### Dataset excerpts
◇ ◇ ◇ ◇ ◇ ◇ ◇

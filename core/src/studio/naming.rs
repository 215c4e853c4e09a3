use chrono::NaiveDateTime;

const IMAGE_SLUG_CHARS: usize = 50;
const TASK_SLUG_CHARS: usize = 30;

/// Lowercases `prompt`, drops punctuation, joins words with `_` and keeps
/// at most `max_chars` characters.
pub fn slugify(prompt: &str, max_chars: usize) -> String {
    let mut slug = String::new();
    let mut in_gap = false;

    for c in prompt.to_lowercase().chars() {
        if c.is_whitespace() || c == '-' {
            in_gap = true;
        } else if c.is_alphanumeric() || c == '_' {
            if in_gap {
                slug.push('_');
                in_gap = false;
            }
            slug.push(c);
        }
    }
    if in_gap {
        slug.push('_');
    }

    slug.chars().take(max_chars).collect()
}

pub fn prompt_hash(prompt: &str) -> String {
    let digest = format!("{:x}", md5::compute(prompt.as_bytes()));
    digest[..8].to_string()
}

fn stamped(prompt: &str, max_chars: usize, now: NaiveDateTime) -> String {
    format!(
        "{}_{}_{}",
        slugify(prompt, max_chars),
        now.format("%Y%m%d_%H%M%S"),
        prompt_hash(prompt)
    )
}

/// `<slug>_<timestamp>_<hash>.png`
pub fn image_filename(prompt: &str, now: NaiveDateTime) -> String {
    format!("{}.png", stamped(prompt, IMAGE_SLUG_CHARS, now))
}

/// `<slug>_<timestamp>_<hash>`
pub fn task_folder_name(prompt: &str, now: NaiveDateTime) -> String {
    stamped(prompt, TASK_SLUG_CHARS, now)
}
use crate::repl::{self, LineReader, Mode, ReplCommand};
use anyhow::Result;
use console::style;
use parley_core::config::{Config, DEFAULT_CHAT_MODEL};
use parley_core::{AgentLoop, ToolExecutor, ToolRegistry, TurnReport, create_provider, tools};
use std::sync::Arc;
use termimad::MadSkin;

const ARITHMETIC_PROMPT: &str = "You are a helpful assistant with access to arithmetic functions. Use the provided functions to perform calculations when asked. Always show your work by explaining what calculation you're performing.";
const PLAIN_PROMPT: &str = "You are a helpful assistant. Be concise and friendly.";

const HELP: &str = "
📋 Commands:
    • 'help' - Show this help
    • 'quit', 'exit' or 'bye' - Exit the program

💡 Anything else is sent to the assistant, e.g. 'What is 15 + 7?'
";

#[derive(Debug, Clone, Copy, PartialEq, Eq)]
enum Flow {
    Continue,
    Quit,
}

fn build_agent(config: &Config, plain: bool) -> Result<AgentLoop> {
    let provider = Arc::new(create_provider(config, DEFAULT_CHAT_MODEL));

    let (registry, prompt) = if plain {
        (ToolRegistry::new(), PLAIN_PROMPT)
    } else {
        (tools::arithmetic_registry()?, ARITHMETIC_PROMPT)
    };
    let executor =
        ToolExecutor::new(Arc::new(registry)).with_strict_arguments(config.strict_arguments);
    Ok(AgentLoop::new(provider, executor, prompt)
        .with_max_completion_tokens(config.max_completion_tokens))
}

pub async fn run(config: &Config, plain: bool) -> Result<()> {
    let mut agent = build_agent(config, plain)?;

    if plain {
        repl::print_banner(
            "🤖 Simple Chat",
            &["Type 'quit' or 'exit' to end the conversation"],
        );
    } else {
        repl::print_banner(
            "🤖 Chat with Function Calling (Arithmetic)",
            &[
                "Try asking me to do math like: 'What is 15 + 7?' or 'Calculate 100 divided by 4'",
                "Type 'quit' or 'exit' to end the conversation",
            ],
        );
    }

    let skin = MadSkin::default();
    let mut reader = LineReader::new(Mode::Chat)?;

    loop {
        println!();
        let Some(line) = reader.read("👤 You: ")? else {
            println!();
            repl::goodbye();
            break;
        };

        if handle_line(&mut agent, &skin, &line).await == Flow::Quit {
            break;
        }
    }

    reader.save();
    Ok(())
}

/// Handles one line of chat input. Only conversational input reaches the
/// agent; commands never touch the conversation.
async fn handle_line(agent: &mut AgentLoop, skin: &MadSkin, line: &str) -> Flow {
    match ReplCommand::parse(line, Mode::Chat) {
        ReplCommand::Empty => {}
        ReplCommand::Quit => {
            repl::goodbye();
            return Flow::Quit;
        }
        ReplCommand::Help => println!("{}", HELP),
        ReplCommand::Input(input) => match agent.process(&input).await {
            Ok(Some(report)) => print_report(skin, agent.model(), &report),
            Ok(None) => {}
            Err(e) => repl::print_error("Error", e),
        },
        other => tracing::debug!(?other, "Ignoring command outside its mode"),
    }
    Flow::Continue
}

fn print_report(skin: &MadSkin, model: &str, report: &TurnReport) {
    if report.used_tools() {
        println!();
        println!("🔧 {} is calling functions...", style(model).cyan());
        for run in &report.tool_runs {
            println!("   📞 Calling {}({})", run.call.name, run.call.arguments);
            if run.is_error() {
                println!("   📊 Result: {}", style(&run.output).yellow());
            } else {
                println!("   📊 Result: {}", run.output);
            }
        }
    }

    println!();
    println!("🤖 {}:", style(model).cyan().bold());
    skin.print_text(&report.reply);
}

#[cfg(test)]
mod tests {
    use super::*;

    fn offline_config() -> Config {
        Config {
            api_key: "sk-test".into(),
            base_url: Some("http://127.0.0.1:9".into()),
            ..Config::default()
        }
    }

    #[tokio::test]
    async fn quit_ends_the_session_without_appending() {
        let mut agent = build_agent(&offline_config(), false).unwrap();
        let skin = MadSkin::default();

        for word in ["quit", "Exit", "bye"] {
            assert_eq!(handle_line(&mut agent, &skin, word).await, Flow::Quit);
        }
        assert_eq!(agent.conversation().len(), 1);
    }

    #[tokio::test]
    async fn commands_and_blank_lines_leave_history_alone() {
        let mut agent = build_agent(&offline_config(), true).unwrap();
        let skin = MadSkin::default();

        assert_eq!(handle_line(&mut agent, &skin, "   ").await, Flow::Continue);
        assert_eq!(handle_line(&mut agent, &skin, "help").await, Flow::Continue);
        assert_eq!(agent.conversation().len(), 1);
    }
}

◇ ◇ ◇ ◇ ◇ ◇ ◇

### Exercise directions
Every line above from the line with "input reaches the" to the line with "async fn commands_and_blank_lines_leave_history_alone()", inclusive, must be returned exactly; no other line belongs in the reply.

### Written reply
/// Handles one line of chat input. Only conversational input reaches the
/// agent; commands never touch the conversation.
async fn handle_line(agent: &mut AgentLoop, skin: &MadSkin, line: &str) -> Flow {
    match ReplCommand::parse(line, Mode::Chat) {
        ReplCommand::Empty => {}
        ReplCommand::Quit => {
            repl::goodbye();
            return Flow::Quit;
        }
        ReplCommand::Help => println!("{}", HELP),
        ReplCommand::Input(input) => match agent.process(&input).await {
            Ok(Some(report)) => print_report(skin, agent.model(), &report),
            Ok(None) => {}
            Err(e) => repl::print_error("Error", e),
        },
        other => tracing::debug!(?other, "Ignoring command outside its mode"),
    }
    Flow::Continue
}

fn print_report(skin: &MadSkin, model: &str, report: &TurnReport) {
    if report.used_tools() {
        println!();
        println!("🔧 {} is calling functions...", style(model).cyan());
        for run in &report.tool_runs {
            println!("   📞 Calling {}({})", run.call.name, run.call.arguments);
            if run.is_error() {
                println!("   📊 Result: {}", style(&run.output).yellow());
            } else {
                println!("   📊 Result: {}", run.output);
            }
        }
    }

    println!();
    println!("🤖 {}:", style(model).cyan().bold());
    skin.print_text(&report.reply);
}

#[cfg(test)]
mod tests {
    use super::*;

    fn offline_config() -> Config {
        Config {
            api_key: "sk-test".into(),
            base_url: Some("http://127.0.0.1:9".into()),
            ..Config::default()
        }
    }

    #[tokio::test]
    async fn quit_ends_the_session_without_appending() {
        let mut agent = build_agent(&offline_config(), false).unwrap();
        let skin = MadSkin::default();

        for word in ["quit", "Exit", "bye"] {
            assert_eq!(handle_line(&mut agent, &skin, word).await, Flow::Quit);
        }
        assert_eq!(agent.conversation().len(), 1);
    }

    #[tokio::test]
    async fn commands_and_blank_lines_leave_history_alone() {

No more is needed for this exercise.